Именно Закон – это еще и Закон Забвения. «Послание не забывается просто так» [17:180], оно забывается из-за цензуры, а «цензура – это намерение» [17:180]. Фрейд совершает переворот в стратегии толкования, в забвении и искажении он как раз и видит смысл. Если уж говорить о намерении, интенции, то о действии бессознательного. Именно в забвении и искажении – функция сообщения, в них – материал для прочтения смысла. Сообщение послания – «прерванная и настоятельно заявляющая о себе речь» [17:181]. Это настояние – желание, и «главное желание сновидения состоит в том, чтобы высказать сообщение» [17:182]. Именно здесь – в искажении сообщения – сплавляются мысль и желание.
Искажение
Сновидение выписывается метафорой и метонимией
Искажение, главным образом, предполагает работу двух механизмов – сгущения и смещения. Означающие – слова, образы, цифры – включены в их работу. Сама возможность этого включения объясняется тем, что они «открыты и сверхдетер-минированы. Короче говоря, словам не нужно функционировать, чтобы установить „устойчивые“ соответствия, но напротив, их распустить» [5:82].
Ирма в «Толковании сновидений» – яркий образец сгущения. Вот что пишет Фрейд:
«Главный персонаж в содержании сновидения – пациентка Ирма, являющаяся в нем с чертами, присущими ей в жизни, и, следовательно, изображающая вначале саму себя. Но поза, в которой я исследую ее возле окна, заимствована мною из воспоминания о другом человеке, о той даме, на которую я бы хотел поменять мою пациентку, как это показывают мысли сновидения. Поскольку у Ирмы обнаруживаются дифтеритные налеты, которые напоминают мне про беспокойство о моей старшей дочери, она служит для изображения этого моего ребенка, за которым скрывается связанная с ним благодаря созвучию имени персона пациентки, умершей от интоксикации. В дальнейшем ходе сновидения значение личности Ирмы меняется (причем сам ее образ в сновидении не изменился); она становится одним из детей, которых мы исследуем в амбулатории детской больницы, причем мои друзья указывают на различие их духовных задатков. Переход, очевидно, произошел через представление о моей дочери. Из-за сопротивления при открывании рта та же самая Ирма служит намеком на другую, когда-то мною обследованную, даму, а затем в этой же взаимосвязи – на мою собственную жену.

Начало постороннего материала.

//! Route validation: continuity, alternation, terminals, duplicates and modes.
//!
//! Routes are independent, so they are checked in parallel. Each task fills
//! its own issue buffer; buffers come back in route order.

use rayon::prelude::*;
use std::collections::BTreeSet;
use tracing::info;

use crate::config::Config;
use crate::geo::Coord;
use crate::issues::{EntityRef, Issue, IssueKind};
use crate::model::{Network, RouteId, RouteMember, SegmentId, StationId};

#[derive(Debug, Clone)]
pub struct RouteVerdict {
    pub route: RouteId,
    pub issues: Vec<Issue>,
    /// False when an issue keeps the route out of the export.
    pub exportable: bool,
}

#[tracing::instrument(skip_all, fields(routes = network.routes.len()))]
pub fn validate_routes(network: &Network<'_>, config: &Config) -> Vec<RouteVerdict> {
    let verdicts: Vec<RouteVerdict> = (0..network.routes.len())
        .into_par_iter()
        .map(|i| validate_route(network, RouteId(i), config))
        .collect();

    let excluded = verdicts.iter().filter(|v| !v.exportable).count();
    let issues: usize = verdicts.iter().map(|v| v.issues.len()).sum();
    info!(routes = verdicts.len(), excluded, issues, "Routes validated");
    verdicts
}

pub fn validate_route(network: &Network<'_>, id: RouteId, config: &Config) -> RouteVerdict {
    let route = network.route(id);
    let subject = EntityRef::Route(id);
    let label = network.describe(subject);
    let mut issues = Vec::new();

    let distinct = route.distinct_stops();
    if distinct < config.min_stops {
        issues.push(Issue::new(
            IssueKind::RouteTooShort,
            vec![subject],
            format!(
                "Route {label} has {distinct} distinct stations, at least {} required",
                config.min_stops
            ),
        ));
    }

    check_terminals(network, id, &label, &mut issues);
    check_alternation(network, id, &label, &mut issues);
    check_duplicates(network, id, &label, &mut issues);
    check_modes(network, id, &label, &mut issues);
    check_gaps(network, id, config, &mut issues);

    let exportable = !issues.iter().any(|i| i.kind.excludes_route());
    RouteVerdict {
        route: id,
        issues,
        exportable,
    }
}

fn check_terminals(network: &Network<'_>, id: RouteId, label: &str, issues: &mut Vec<Issue>) {
    let route = network.route(id);
    let (Some(first), Some(last)) = (route.members.first(), route.members.last()) else {
        return;
    };
    if route.stops().next().is_none() {
        return;
    }
    match (first, last) {
        (RouteMember::Stop(a), RouteMember::Stop(b)) => {
            if route.circular && a != b {
                issues.push(Issue::new(
                    IssueKind::CircularNotClosed,
                    vec![EntityRef::Route(id), EntityRef::Station(*a), EntityRef::Station(*b)],
                    format!(
                        "Circular route {label} starts at {} but ends at {}",
                        network.describe(EntityRef::Station(*a)),
                        network.describe(EntityRef::Station(*b))
                    ),
                ));
            }
        }
        _ => {
            let end = if matches!(first, RouteMember::Stop(_)) {
                "ends"
            } else {
                "starts"
            };
            issues.push(Issue::new(
                IssueKind::UnterminatedRoute,
                vec![EntityRef::Route(id)],
                format!("Route {label} {end} with a track instead of a station"),
            ));
        }
    }
}

fn check_alternation(network: &Network<'_>, id: RouteId, label: &str, issues: &mut Vec<Issue>) {
    let route = network.route(id);
    for pair in route.members.windows(2) {
        if let [RouteMember::Stop(a), RouteMember::Stop(b)] = pair {
            issues.push(Issue::new(
                IssueKind::BrokenAlternation,
                vec![EntityRef::Route(id), EntityRef::Station(*a), EntityRef::Station(*b)],
                format!(
                    "Route {label} has no track between {} and {}",
                    network.describe(EntityRef::Station(*a)),
                    network.describe(EntityRef::Station(*b))
                ),
            ));
        }
    }
}

fn check_duplicates(network: &Network<'_>, id: RouteId, label: &str, issues: &mut Vec<Issue>) {
    let route = network.route(id);
    let stops: Vec<StationId> = route.stops().collect();
    let closing = route.circular && stops.len() > 1 && stops.first() == stops.last();
    let mut seen = BTreeSet::new();
    let mut reported = BTreeSet::new();
    for (i, stop) in stops.iter().enumerate() {
        if closing && i == stops.len() - 1 {
            break;
        }
        if !seen.insert(*stop) && reported.insert(*stop) {
            issues.push(Issue::new(
                IssueKind::DuplicateStop,
                vec![EntityRef::Route(id), EntityRef::Station(*stop)],
                format!(
                    "Station {} appears more than once in route {label}",
                    network.describe(EntityRef::Station(*stop))
                ),
            ));
        }
    }
}

fn check_modes(network: &Network<'_>, id: RouteId, label: &str, issues: &mut Vec<Issue>) {
    let route = network.route(id);
    let stations: BTreeSet<StationId> = route.stops().collect();
    for station in stations {
        let mode = network.station(station).mode;
        if mode != route.mode {
            issues.push(Issue::new(
                IssueKind::ModeConflict,
                vec![EntityRef::Route(id), EntityRef::Station(station)],
                format!(
                    "{mode} station {} in {} route {label}",
                    network.describe(EntityRef::Station(station)),
                    route.mode
                ),
            ));
        }
    }
    let segments: BTreeSet<SegmentId> = route.segments().collect();
    for segment in segments {
        if let Some(mode) = network.segment(segment).mode {
            if mode != route.mode {
                issues.push(Issue::new(
                    IssueKind::ModeConflict,
                    vec![EntityRef::Route(id), EntityRef::Segment(segment)],
                    format!(
                        "{mode} track {} in {} route {label}",
                        network.segment(segment).element(),
                        route.mode
                    ),
                ));
            }
        }
    }
}

fn check_gaps(network: &Network<'_>, id: RouteId, config: &Config, issues: &mut Vec<Issue>) {
    let route = network.route(id);
    let tolerance = config.gap_tolerance_m;
    for run in track_runs(&route.members) {
        let prev = run.before.map(|s| (s, network.station(s).coord()));
        let next = run.after.map(|s| (s, network.station(s).coord()));
        let oriented = orient_run(network, &run.segments, prev.map(|p| p.1), next.map(|n| n.1));

        let mut cursor: Option<(EntityRef, Coord)> = prev.map(|(s, c)| (EntityRef::Station(s), c));
        for o in &oriented {
            let Some((start, end)) = o.ends else {
                cursor = None;
                continue;
            };
            if let Some((from, at)) = cursor {
                let distance = at.distance_to(&start);
                if distance > tolerance {
                    issues.push(gap(network, from, EntityRef::Segment(o.id), distance));
                }
            }
            cursor = Some((EntityRef::Segment(o.id), end));
        }

        if let (Some((station, coord)), Some((EntityRef::Segment(last), end))) = (next, cursor) {
            let distance = end.distance_to(&coord);
            if distance > tolerance {
                issues.push(gap(
                    network,
                    EntityRef::Station(station),
                    EntityRef::Segment(last),
                    distance,
                ));
            }
        }
    }
}

fn gap(network: &Network<'_>, a: EntityRef, b: EntityRef, distance: f64) -> Issue {
    Issue::new(
        IssueKind::Gap,
        vec![a, b],
        format!(
            "Gap of {distance:.0} m between {} and {}",
            network.describe(a),
            network.describe(b)
        ),
    )
    .with_distance(distance)
}

/// A maximal run of consecutive track members and the stops around it.
#[derive(Debug, PartialEq)]
pub(crate) struct TrackRun {
    pub before: Option<StationId>,
    pub segments: Vec<SegmentId>,
    pub after: Option<StationId>,
}

pub(crate) fn track_runs(members: &[RouteMember]) -> Vec<TrackRun> {
    let mut runs = Vec::new();
    let mut i = 0;
    while i < members.len() {
        if let RouteMember::Stop(_) = members[i] {
            i += 1;
            continue;
        }
        let before = match i.checked_sub(1).map(|p| members[p]) {
            Some(RouteMember::Stop(s)) => Some(s),
            _ => None,
        };
        let mut segments = Vec::new();
        while let Some(RouteMember::Track(s)) = members.get(i) {
            segments.push(*s);
            i += 1;
        }
        let after = match members.get(i) {
            Some(RouteMember::Stop(s)) => Some(*s),
            _ => None,
        };
        runs.push(TrackRun {
            before,
            segments,
            after,
        });
    }
    runs
}

#[derive(Debug, Clone, Copy)]
pub(crate) struct Oriented {
    pub id: SegmentId,
    /// Start and end in travel order; `None` when the way has no known nodes.
    pub ends: Option<(Coord, Coord)>,
    pub reversed: bool,
}

/// Orients each segment of a run in travel direction, starting near
/// `anchor` and heading towards `target`.
pub(crate) fn orient_run(
    network: &Network<'_>,
    run: &[SegmentId],
    anchor: Option<Coord>,
    target: Option<Coord>,
) -> Vec<Oriented> {
    let mut out = Vec::with_capacity(run.len());
    let mut cursor = anchor;
    for (k, id) in run.iter().enumerate() {
        let Some((a, b)) = network.segment(*id).endpoints() else {
            out.push(Oriented {
                id: *id,
                ends: None,
                reversed: false,
            });
            cursor = None;
            continue;
        };
        let reversed = match cursor {
            Some(c) => c.distance_to(&b) < c.distance_to(&a),
            None => {
                let ahead: Vec<Coord> = run[k + 1..]
                    .iter()
                    .find_map(|s| network.segment(*s).endpoints())
                    .map(|(p, q)| vec![p, q])
                    .or_else(|| target.map(|t| vec![t]))
                    .unwrap_or_default();
                let nearest = |c: Coord| {
                    ahead
                        .iter()
                        .map(|p| c.distance_to(p))
                        .fold(f64::INFINITY, f64::min)
                };
                !ahead.is_empty() && nearest(a) < nearest(b)
            }
        };
        let ends = if reversed { (b, a) } else { (a, b) };
        out.push(Oriented {
            id: *id,
            ends: Some(ends),
            reversed,
        });
        cursor = Some(ends.1);
    }
    out
}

Кроме того, в болезненных изменениях, обнаруженных мною в горле, я соединил намеки на целый ряд других лиц.
Все эти люди, на которых я наталкиваюсь, прослеживая мысли об «Ирме», не появляются в сновидении во плоти и крови; они скрываются за персонажем сновидения по имени «Ирма», который, следовательно, становится собирательным образом, наделяемым, правда, полными противоречий чертами. Ирма становится представительницей этих других людей, которыми пожертвовала работа сгущения, поскольку я наделяю ее всем тем, что шаг за шагом напоминает мне об этих людях» [46:302-3].
Итак, Ирма только на первый взгляд Ирма. Она – не только она, но – «собирательный образ», в котором проглядывает дама, на которую Фрейд охотно бы Ирму променял. И еще она – Матильда, старшая дочь Фрейда. А также – пациентка, умершая от интоксикации. Она же – девочка из больницы. Кроме того, она – еще одна, другая Ирма. Она же – гувернантка с вставными зубами. Кроме того, она – жена Марта. В конце концов, конца не видно этому ряду других лиц.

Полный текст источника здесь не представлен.